Por Thiago Gelli Materia seguir SEGUIR Materia seguir SEGUINDO 17 nov 2025, 18h44 • Atualizado em 17 nov 2025, 18h44
  • O músico Jards Macalé, um dos principais nomes por trás do movimento Tropicália, morreu nesta segunda-feira, 17, no Rio de Janeiro, aos 82 anos. O artista estava internado em um hospital para tratar um enfisema pulmonar quando sofreu uma parada cardíaca. Nas redes sociais, a equipe do cantor lamentou a morte e celebrou sua vida, revelando assim a última música que cantou: “Jards Macalé nos deixou hoje. Chegou a acordar de uma cirurgia cantando Meu Nome é Gal [composta por Roberto e Erasmo Carlos para Gal Costa], com toda a energia e bom humor que sempre teve. Cante, cante, cante. É assim que sempre lembraremos do nosso mestre, professor e farol de liberdade. Agradecemos, desde já, o carinho, o amor e a admiração de todos. Em breve informaremos detalhes sobre o funeral.”

    Nascido Jards Anet da Silva, em 3 de março de 1943, no Rio de Janeiro, Jards Macalé se estabeleceu como um dos nomes mais singulares e versáteis da música brasileira. Foi cantor, compositor, violonista, arranjador e ator. Cresceu na Tijuca, circulando entre ambientes musicais variados. Flertou com o clássico, o jazz, o samba e a MPB. Nos anos 1960 trabalhou ao lado de nomes como Torquato Neto, Gilberto Gil, Caetano Veloso, entre outros, no movimento que deu origem à futura Tropicália.

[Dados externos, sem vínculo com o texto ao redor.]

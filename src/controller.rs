//! UI-facing stopwatch and countdown controllers.
//!
//! Each controller owns one [`TimerEngine`] and one [`RenderLoop`]. Commands
//! change the engine synchronously and start or stop the loop; the loop only
//! ever reads the engine and pushes text to the display sink.

use crate::clock::MonotonicClock;
use crate::engine::{TimerEngine, TimerState};
use crate::format::{format_countdown, format_stopwatch};
use crate::input::DurationInput;
use crate::laps::{LapRecorder, LapRow};
use crate::render_loop::{FrameScheduler, RenderLoop};
use crate::sinks::{AlertSink, DisplaySink};
use log::info;
use std::cell::{Ref, RefCell, RefMut};
use std::ops::ControlFlow;
use std::rc::Rc;
use std::time::Duration;

struct StopwatchCore<C, D> {
    engine: TimerEngine<C>,
    laps: LapRecorder,
    display: D,
}

impl<C: MonotonicClock, D: DisplaySink> StopwatchCore<C, D> {
    fn render_now(&mut self) {
        let elapsed = self.engine.sample();
        self.display.render(&format_stopwatch(elapsed));
    }

    fn render_laps(&mut self) {
        let rows = self.laps.rows_newest_first();
        self.display.render_laps(&rows);
    }
}

/// Count-up timer with laps.
pub struct StopwatchController<C, S, D>
where
    S: FrameScheduler + 'static,
{
    core: Rc<RefCell<StopwatchCore<C, D>>>,
    render_loop: RenderLoop<S>,
}

impl<C, S, D> StopwatchController<C, S, D>
where
    C: MonotonicClock + 'static,
    S: FrameScheduler + 'static,
    D: DisplaySink + 'static,
{
    pub fn new(clock: C, scheduler: S, display: D) -> Self {
        let mut core = StopwatchCore {
            engine: TimerEngine::count_up(clock),
            laps: LapRecorder::new(),
            display,
        };
        core.render_now();
        core.render_laps();
        Self {
            core: Rc::new(RefCell::new(core)),
            render_loop: RenderLoop::new(scheduler),
        }
    }

    /// Start or resume. Returns `false` if already running.
    pub fn start(&mut self) -> bool {
        let mut core = self.core.borrow_mut();
        if !core.engine.start() {
            return false;
        }
        core.render_now();
        drop(core);

        let frame_core = Rc::clone(&self.core);
        self.render_loop.start(move || {
            frame_core.borrow_mut().render_now();
            ControlFlow::Continue(())
        });
        true
    }

    /// Pause a running stopwatch. Any pending frame is cancelled before this returns.
    pub fn pause(&mut self) -> bool {
        self.render_loop.stop();
        let mut core = self.core.borrow_mut();
        let paused = core.engine.pause();
        if paused {
            core.render_now();
        }
        paused
    }

    /// Pause when running, otherwise start.
    pub fn toggle(&mut self) -> bool {
        if self.is_running() {
            self.pause()
        } else {
            self.start()
        }
    }

    /// Back to zero with no laps. Does nothing on a stopwatch that was never started.
    pub fn reset(&mut self) -> bool {
        if !self.can_reset() {
            return false;
        }
        self.render_loop.stop();
        let mut core = self.core.borrow_mut();
        core.engine.reset();
        core.laps.clear();
        core.render_now();
        core.render_laps();
        true
    }

    /// Record a lap and re-render the lap list. Only while running.
    pub fn lap(&mut self) -> Option<Duration> {
        let mut guard = self.core.borrow_mut();
        let core = &mut *guard;
        let mark = core.engine.lap(&mut core.laps)?;
        core.render_laps();
        info!("lap {} at {:?}", core.laps.len(), mark);
        Some(mark)
    }

    pub fn state(&self) -> TimerState {
        self.core.borrow().engine.state()
    }

    pub fn is_running(&self) -> bool {
        self.state() == TimerState::Running
    }

    pub fn can_lap(&self) -> bool {
        self.is_running()
    }

    pub fn can_reset(&self) -> bool {
        self.state() != TimerState::Idle
    }

    pub fn elapsed(&self) -> Duration {
        self.core.borrow_mut().engine.sample()
    }

    pub fn laps(&self) -> Vec<LapRow> {
        self.core.borrow().laps.rows_newest_first()
    }

    pub fn display(&self) -> Ref<'_, D> {
        Ref::map(self.core.borrow(), |core| &core.display)
    }

    pub fn frames_running(&self) -> bool {
        self.render_loop.is_running()
    }
}

struct CountdownCore<C, D, A> {
    engine: TimerEngine<C>,
    display: D,
    alert: A,
    completion_signalled: bool,
}

impl<C: MonotonicClock, D: DisplaySink, A: AlertSink> CountdownCore<C, D, A> {
    fn render_now(&mut self) {
        let remaining = self.engine.sample();
        self.display.render(&format_countdown(remaining));
    }

    /// Fire the completion alert the first time the engine is seen finished,
    /// and tell the render loop whether to keep going.
    fn settle(&mut self) -> ControlFlow<()> {
        match self.engine.state() {
            TimerState::Running => ControlFlow::Continue(()),
            TimerState::Finished => {
                if !self.completion_signalled {
                    self.completion_signalled = true;
                    info!("countdown of {:?} complete", self.engine.target());
                    self.alert.signal_completion();
                }
                ControlFlow::Break(())
            }
            TimerState::Idle | TimerState::Paused => ControlFlow::Break(()),
        }
    }

    fn frame(&mut self) -> ControlFlow<()> {
        self.render_now();
        self.settle()
    }
}

/// Count-down timer with a one-shot completion alert.
///
/// Completion is noticed by polling on each frame, so it can trail the true
/// deadline by up to one frame.
pub struct CountdownController<C, S, D, A>
where
    S: FrameScheduler + 'static,
{
    core: Rc<RefCell<CountdownCore<C, D, A>>>,
    render_loop: RenderLoop<S>,
}

impl<C, S, D, A> CountdownController<C, S, D, A>
where
    C: MonotonicClock + 'static,
    S: FrameScheduler + 'static,
    D: DisplaySink + 'static,
    A: AlertSink + 'static,
{
    pub fn new(clock: C, scheduler: S, display: D, alert: A) -> Self {
        let mut core = CountdownCore {
            engine: TimerEngine::count_down(clock),
            display,
            alert,
            completion_signalled: false,
        };
        core.render_now();
        Self {
            core: Rc::new(RefCell::new(core)),
            render_loop: RenderLoop::new(scheduler),
        }
    }

    /// Stage the duration for the next run. The readout follows it only while idle;
    /// a run in progress keeps its own target.
    pub fn configure(&mut self, input: DurationInput) {
        let mut core = self.core.borrow_mut();
        core.engine.configure(input.as_duration());
        if core.engine.state() == TimerState::Idle {
            core.render_now();
        }
    }

    /// Start from idle or resume from pause, returning the target of the run.
    /// A zero configured duration runs for one minute instead. A finished
    /// countdown has to be reset first.
    pub fn start(&mut self) -> Option<Duration> {
        let mut core = self.core.borrow_mut();
        if !core.engine.start() {
            return None;
        }
        let target = core.engine.target();
        core.render_now();
        drop(core);

        let frame_core = Rc::clone(&self.core);
        self.render_loop
            .start(move || frame_core.borrow_mut().frame());
        Some(target)
    }

    /// Pause a running countdown. Any pending frame is cancelled before this returns.
    /// If the time ran out in the meantime the countdown finishes instead.
    pub fn pause(&mut self) -> bool {
        self.render_loop.stop();
        let mut core = self.core.borrow_mut();
        let paused = core.engine.pause();
        if core.engine.state() != TimerState::Idle {
            core.render_now();
        }
        let _ = core.settle();
        paused
    }

    pub fn toggle(&mut self) -> bool {
        if self.is_running() {
            self.pause()
        } else {
            self.start().is_some()
        }
    }

    /// Back to idle, showing the configured duration again.
    pub fn reset(&mut self) {
        self.render_loop.stop();
        let mut core = self.core.borrow_mut();
        core.engine.reset();
        core.completion_signalled = false;
        core.render_now();
    }

    /// Remaining time right now. Noticing completion here behaves exactly like
    /// noticing it on a frame.
    pub fn remaining(&mut self) -> Duration {
        let mut core = self.core.borrow_mut();
        let remaining = core.engine.sample();
        if core.engine.state() == TimerState::Finished {
            core.render_now();
            let _ = core.settle();
            drop(core);
            self.render_loop.stop();
        }
        remaining
    }

    pub fn state(&self) -> TimerState {
        self.core.borrow().engine.state()
    }

    pub fn is_running(&self) -> bool {
        self.state() == TimerState::Running
    }

    pub fn is_finished(&self) -> bool {
        self.state() == TimerState::Finished
    }

    pub fn configured(&self) -> Duration {
        self.core.borrow().engine.configured()
    }

    pub fn display(&self) -> Ref<'_, D> {
        Ref::map(self.core.borrow(), |core| &core.display)
    }

    pub fn alert(&self) -> Ref<'_, A> {
        Ref::map(self.core.borrow(), |core| &core.alert)
    }

    /// Adjust the alert between runs, e.g. to turn the beep on or off.
    pub fn alert_mut(&mut self) -> RefMut<'_, A> {
        RefMut::map(self.core.borrow_mut(), |core| &mut core.alert)
    }

    pub fn frames_running(&self) -> bool {
        self.render_loop.is_running()
    }
}
//! Countdown duration input: the H/M/S value handed to the timers, and the
//! text clean-up applied to the three input fields before anything reaches them.

use crate::config::{MAX_HOURS, MAX_MINUTES, MAX_SECONDS};
use once_cell::sync::Lazy;
use regex::Regex;
use serde::{Deserialize, Serialize};
use std::time::Duration;

// Compiled regex for stripping everything but digits
static NON_DIGIT_REGEX: Lazy<Regex> = Lazy::new(|| Regex::new(r"[^\d]").unwrap());

/// A validated countdown length. Fields are always within their field maxima.
///
/// Serialized as `{"h":..,"m":..,"s":..}` for the settings store.
#[derive(Debug, Clone, Copy, Default, PartialEq, Eq, Serialize, Deserialize)]
pub struct DurationInput {
    #[serde(rename = "h")]
    hours: u8,
    #[serde(rename = "m")]
    minutes: u8,
    #[serde(rename = "s")]
    seconds: u8,
}

impl DurationInput {
    /// Build from raw field values, clamping each to its range.
    pub fn clamped(hours: u32, minutes: u32, seconds: u32) -> Self {
        Self {
            hours: hours.min(u32::from(MAX_HOURS)) as u8,
            minutes: minutes.min(u32::from(MAX_MINUTES)) as u8,
            seconds: seconds.min(u32::from(MAX_SECONDS)) as u8,
        }
    }

    /// Split a duration into fields, dropping sub-second parts and capping at
    /// 99:59:59.
    pub fn from_duration(d: Duration) -> Self {
        let total = d.as_secs();
        let max_total =
            u64::from(MAX_HOURS) * 3600 + u64::from(MAX_MINUTES) * 60 + u64::from(MAX_SECONDS);
        let total = total.min(max_total);
        Self {
            hours: (total / 3600) as u8,
            minutes: ((total % 3600) / 60) as u8,
            seconds: (total % 60) as u8,
        }
    }

    pub fn from_minutes(minutes: u64) -> Self {
        Self::from_duration(Duration::from_secs(minutes * 60))
    }

    pub fn hours(&self) -> u8 {
        self.hours
    }

    pub fn minutes(&self) -> u8 {
        self.minutes
    }

    pub fn seconds(&self) -> u8 {
        self.seconds
    }

    pub fn as_duration(&self) -> Duration {
        Duration::from_secs(
            u64::from(self.hours) * 3600 + u64::from(self.minutes) * 60 + u64::from(self.seconds),
        )
    }

    pub fn is_zero(&self) -> bool {
        self.as_duration().is_zero()
    }

    /// Re-apply the field maxima, e.g. after deserializing untrusted settings.
    pub fn normalized(self) -> Self {
        Self::clamped(
            u32::from(self.hours),
            u32::from(self.minutes),
            u32::from(self.seconds),
        )
    }

    /// Fields as two-digit strings, ready for the input boxes.
    pub fn field_texts(&self) -> [String; 3] {
        [pad2(self.hours), pad2(self.minutes), pad2(self.seconds)]
    }
}

/// Which of the three input boxes a value belongs to.
#[derive(Debug, Clone, Copy, PartialEq, Eq)]
pub enum Field {
    Hours,
    Minutes,
    Seconds,
}

impl Field {
    pub fn max(self) -> u32 {
        match self {
            Field::Hours => u32::from(MAX_HOURS),
            Field::Minutes => u32::from(MAX_MINUTES),
            Field::Seconds => u32::from(MAX_SECONDS),
        }
    }
}

fn pad2(n: u8) -> String {
    format!("{:02}", n)
}

/// Strip everything that is not a digit. Applied on every keystroke.
pub fn digits_only(raw: &str) -> String {
    NON_DIGIT_REGEX.replace_all(raw, "").into_owned()
}

/// Parse the digits of a field, treating empty or overflowing text as zero
/// or the maximum respectively, then clamp to `0..=max`.
pub fn parse_field(raw: &str, max: u32) -> u32 {
    let digits = digits_only(raw);
    if digits.is_empty() {
        return 0;
    }
    // All digits, so the only parse failure is overflow.
    digits.parse::<u32>().map_or(max, |n| n.min(max))
}

/// Canonical two-digit text for a field when it loses focus.
pub fn sanitize_field(raw: &str, max: u32) -> String {
    format!("{:02}", parse_field(raw, max))
}

/// Arrow-key stepping: one up or down, clamped to `0..=max`.
pub fn step_field(raw: &str, max: u32, up: bool) -> String {
    let current = parse_field(raw, max);
    let next = if up {
        (current + 1).min(max)
    } else {
        current.saturating_sub(1)
    };
    format!("{:02}", next)
}

/// Read the three raw field texts into a clamped duration.
pub fn read_fields(hours: &str, minutes: &str, seconds: &str) -> DurationInput {
    DurationInput::clamped(
        parse_field(hours, Field::Hours.max()),
        parse_field(minutes, Field::Minutes.max()),
        parse_field(seconds, Field::Seconds.max()),
    )
}

#[cfg(test)]
mod tests {
    use super::*;

    #[test]
    fn clamps_each_field() {
        let input = DurationInput::clamped(150, 75, 60);
        assert_eq!((input.hours(), input.minutes(), input.seconds()), (99, 59, 59));
    }

    #[test]
    fn duration_round_trips_through_fields() {
        let input = DurationInput::clamped(1, 2, 3);
        assert_eq!(input.as_duration(), Duration::from_secs(3723));
        assert_eq!(DurationInput::from_duration(input.as_duration()), input);
    }

    #[test]
    fn from_duration_caps_at_the_largest_input() {
        let input = DurationInput::from_duration(Duration::from_secs(500 * 3600));
        assert_eq!(input, DurationInput::clamped(99, 59, 59));
    }

    #[test]
    fn presets_split_into_minutes() {
        assert_eq!(DurationInput::from_minutes(15), DurationInput::clamped(0, 15, 0));
        assert_eq!(DurationInput::from_minutes(90), DurationInput::clamped(1, 30, 0));
    }

    #[test]
    fn sanitizes_field_text() {
        assert_eq!(digits_only("1a2 b3"), "123");
        assert_eq!(sanitize_field("", 59), "00");
        assert_eq!(sanitize_field("7", 59), "07");
        assert_eq!(sanitize_field("x75", 59), "59");
        assert_eq!(sanitize_field("99999999999999", 99), "99");
    }

    #[test]
    fn arrow_steps_stay_in_range() {
        assert_eq!(step_field("58", 59, true), "59");
        assert_eq!(step_field("59", 59, true), "59");
        assert_eq!(step_field("00", 59, false), "00");
        assert_eq!(step_field("", 99, true), "01");
    }

    #[test]
    fn reads_raw_fields() {
        let input = read_fields("1", "xx", "75");
        assert_eq!(input, DurationInput::clamped(1, 0, 59));
        assert!(read_fields("", "", "").is_zero());
    }

    #[test]
    fn serializes_with_short_keys() {
        let json = serde_json::to_string(&DurationInput::clamped(0, 5, 30)).unwrap();
        assert_eq!(json, r#"{"h":0,"m":5,"s":30}"#);
    }
}
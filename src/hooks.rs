use timer_widget::input::{digits_only, sanitize_field, step_field, Field};
use web_sys::HtmlInputElement;
use yew::prelude::*;

/// State and callbacks for one of the H/M/S countdown fields.
#[derive(Clone)]
pub struct TimeField {
    /// Current text in the input box.
    pub text: String,
    /// Keeps only digits while typing.
    pub oninput: Callback<InputEvent>,
    /// Canonicalizes the text (clamped, two digits) and commits it.
    pub onblur: Callback<FocusEvent>,
    /// ArrowUp/ArrowDown step the value by one and commit it.
    pub onkeydown: Callback<KeyboardEvent>,
    /// Replace the text programmatically. Does not commit.
    pub set_text: Callback<String>,
}

/// Custom hook managing a single time field. Every committed value is reported
/// through `on_commit` together with the field it belongs to.
#[hook]
pub fn use_time_field(
    initial_text: String,
    field: Field,
    on_commit: Callback<(Field, String)>,
) -> TimeField {
    let text = use_state(|| initial_text);

    let oninput = {
        let text = text.clone();
        Callback::from(move |e: InputEvent| {
            let input: HtmlInputElement = e.target_unchecked_into();
            let digits = digits_only(&input.value());
            // Write back so rejected characters disappear from the box.
            input.set_value(&digits);
            text.set(digits);
        })
    };

    let onblur = {
        let text = text.clone();
        let on_commit = on_commit.clone();
        Callback::from(move |e: FocusEvent| {
            let input: HtmlInputElement = e.target_unchecked_into();
            let clean = sanitize_field(&input.value(), field.max());
            text.set(clean.clone());
            on_commit.emit((field, clean));
        })
    };

    let onkeydown = {
        let text = text.clone();
        Callback::from(move |e: KeyboardEvent| {
            let up = match e.key().as_str() {
                "ArrowUp" => true,
                "ArrowDown" => false,
                _ => return,
            };
            e.prevent_default();
            let input: HtmlInputElement = e.target_unchecked_into();
            let next = step_field(&input.value(), field.max(), up);
            text.set(next.clone());
            on_commit.emit((field, next));
        })
    };

    let set_text = {
        let text = text.clone();
        Callback::from(move |value: String| text.set(value))
    };

    TimeField {
        text: (*text).clone(),
        oninput,
        onblur,
        onkeydown,
        set_text,
    }
}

    Macalé, contudo, gostava de se definir como alguém sem definição. Era o “anti-tudo”, passando por vários círculos sem se apegar a um só. Tornou-se então um gênio inclassificável da música nacional. Continuou fazendo shows até outubro. Ainda em 2025, protagonizou o documentário Macaléia, de Rejane Zilles, e lançou uma nova edição em vinil do compacto Só Morto (Burning Night), originalmente lançado em 1970. Seu disco mais recente é Mascarada (2024).